What lines of the data below include the word "match"? Report them by copying each.

##########

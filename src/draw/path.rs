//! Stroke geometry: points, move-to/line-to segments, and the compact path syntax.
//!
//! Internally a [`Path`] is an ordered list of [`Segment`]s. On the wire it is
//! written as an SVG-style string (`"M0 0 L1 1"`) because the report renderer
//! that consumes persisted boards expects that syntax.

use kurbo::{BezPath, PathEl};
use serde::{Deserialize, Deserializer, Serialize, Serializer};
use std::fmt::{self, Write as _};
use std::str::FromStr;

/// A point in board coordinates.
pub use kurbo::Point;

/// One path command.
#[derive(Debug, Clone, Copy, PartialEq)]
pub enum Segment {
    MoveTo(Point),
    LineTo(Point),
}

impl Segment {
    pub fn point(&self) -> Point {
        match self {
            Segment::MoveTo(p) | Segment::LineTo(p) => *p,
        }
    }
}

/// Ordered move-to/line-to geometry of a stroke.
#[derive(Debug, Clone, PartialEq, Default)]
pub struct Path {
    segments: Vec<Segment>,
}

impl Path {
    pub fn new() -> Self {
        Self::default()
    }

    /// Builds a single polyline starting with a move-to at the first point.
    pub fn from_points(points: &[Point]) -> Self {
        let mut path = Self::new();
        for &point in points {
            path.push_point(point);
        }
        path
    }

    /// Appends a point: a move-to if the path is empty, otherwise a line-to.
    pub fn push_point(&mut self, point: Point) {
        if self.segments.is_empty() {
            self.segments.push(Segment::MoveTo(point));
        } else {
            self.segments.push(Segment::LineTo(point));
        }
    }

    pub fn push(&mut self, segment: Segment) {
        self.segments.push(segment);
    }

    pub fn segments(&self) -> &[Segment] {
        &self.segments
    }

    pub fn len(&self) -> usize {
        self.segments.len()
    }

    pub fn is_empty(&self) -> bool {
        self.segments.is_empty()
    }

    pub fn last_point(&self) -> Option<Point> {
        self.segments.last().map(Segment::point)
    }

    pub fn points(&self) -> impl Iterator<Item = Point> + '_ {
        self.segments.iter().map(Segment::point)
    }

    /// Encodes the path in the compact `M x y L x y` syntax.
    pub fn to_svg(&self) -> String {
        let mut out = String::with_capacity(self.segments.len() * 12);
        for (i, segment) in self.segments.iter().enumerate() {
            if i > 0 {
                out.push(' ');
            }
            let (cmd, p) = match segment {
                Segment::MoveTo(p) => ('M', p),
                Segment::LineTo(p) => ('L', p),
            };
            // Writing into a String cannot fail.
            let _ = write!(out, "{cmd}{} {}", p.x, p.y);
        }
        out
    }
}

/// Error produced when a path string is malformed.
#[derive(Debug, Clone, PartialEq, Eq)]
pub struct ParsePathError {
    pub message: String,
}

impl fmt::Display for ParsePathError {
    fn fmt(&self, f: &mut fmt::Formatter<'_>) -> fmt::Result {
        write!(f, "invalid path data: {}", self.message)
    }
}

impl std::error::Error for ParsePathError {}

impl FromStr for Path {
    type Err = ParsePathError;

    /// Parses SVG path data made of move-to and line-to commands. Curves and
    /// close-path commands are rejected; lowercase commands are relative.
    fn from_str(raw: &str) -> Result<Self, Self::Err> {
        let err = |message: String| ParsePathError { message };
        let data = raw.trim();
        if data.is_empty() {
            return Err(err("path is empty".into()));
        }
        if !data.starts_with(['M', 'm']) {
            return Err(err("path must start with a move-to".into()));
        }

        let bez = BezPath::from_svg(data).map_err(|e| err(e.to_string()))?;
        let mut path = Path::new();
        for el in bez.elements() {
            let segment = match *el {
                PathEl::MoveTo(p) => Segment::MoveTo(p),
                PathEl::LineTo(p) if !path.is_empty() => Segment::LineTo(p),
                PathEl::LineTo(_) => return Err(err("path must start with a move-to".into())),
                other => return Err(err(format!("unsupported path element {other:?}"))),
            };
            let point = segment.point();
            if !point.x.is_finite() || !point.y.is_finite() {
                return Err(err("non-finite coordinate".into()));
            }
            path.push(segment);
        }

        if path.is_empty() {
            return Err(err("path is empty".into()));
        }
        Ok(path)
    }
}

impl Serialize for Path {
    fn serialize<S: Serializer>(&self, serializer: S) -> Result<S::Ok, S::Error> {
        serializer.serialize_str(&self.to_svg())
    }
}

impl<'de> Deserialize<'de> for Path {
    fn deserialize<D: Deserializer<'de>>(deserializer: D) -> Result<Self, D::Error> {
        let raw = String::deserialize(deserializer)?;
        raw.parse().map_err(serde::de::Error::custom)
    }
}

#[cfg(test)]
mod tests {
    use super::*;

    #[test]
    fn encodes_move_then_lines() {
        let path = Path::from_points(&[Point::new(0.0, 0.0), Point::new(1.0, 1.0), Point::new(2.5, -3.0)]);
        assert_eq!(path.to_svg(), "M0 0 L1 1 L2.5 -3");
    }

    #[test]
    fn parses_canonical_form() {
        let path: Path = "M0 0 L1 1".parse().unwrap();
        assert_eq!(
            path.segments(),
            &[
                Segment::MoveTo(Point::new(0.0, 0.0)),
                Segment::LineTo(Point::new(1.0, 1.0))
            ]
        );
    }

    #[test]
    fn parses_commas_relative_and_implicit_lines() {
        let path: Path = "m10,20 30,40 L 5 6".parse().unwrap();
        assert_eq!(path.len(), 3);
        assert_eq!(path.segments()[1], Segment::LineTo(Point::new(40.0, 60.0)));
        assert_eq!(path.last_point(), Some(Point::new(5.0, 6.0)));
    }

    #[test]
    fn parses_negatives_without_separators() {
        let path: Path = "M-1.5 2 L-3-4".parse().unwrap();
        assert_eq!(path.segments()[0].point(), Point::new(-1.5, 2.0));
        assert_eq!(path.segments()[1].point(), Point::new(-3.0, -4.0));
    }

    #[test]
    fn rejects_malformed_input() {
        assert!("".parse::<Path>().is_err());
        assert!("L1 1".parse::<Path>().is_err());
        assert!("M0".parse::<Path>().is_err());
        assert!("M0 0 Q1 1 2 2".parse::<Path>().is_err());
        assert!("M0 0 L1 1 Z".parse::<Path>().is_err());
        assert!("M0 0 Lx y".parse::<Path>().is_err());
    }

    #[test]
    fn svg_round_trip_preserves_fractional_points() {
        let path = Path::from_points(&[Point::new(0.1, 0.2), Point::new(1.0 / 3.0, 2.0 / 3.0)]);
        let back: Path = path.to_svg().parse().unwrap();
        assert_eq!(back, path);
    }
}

##########

● **Worked solution**
        match self {
            let (cmd, p) = match segment {
            let segment = match *el {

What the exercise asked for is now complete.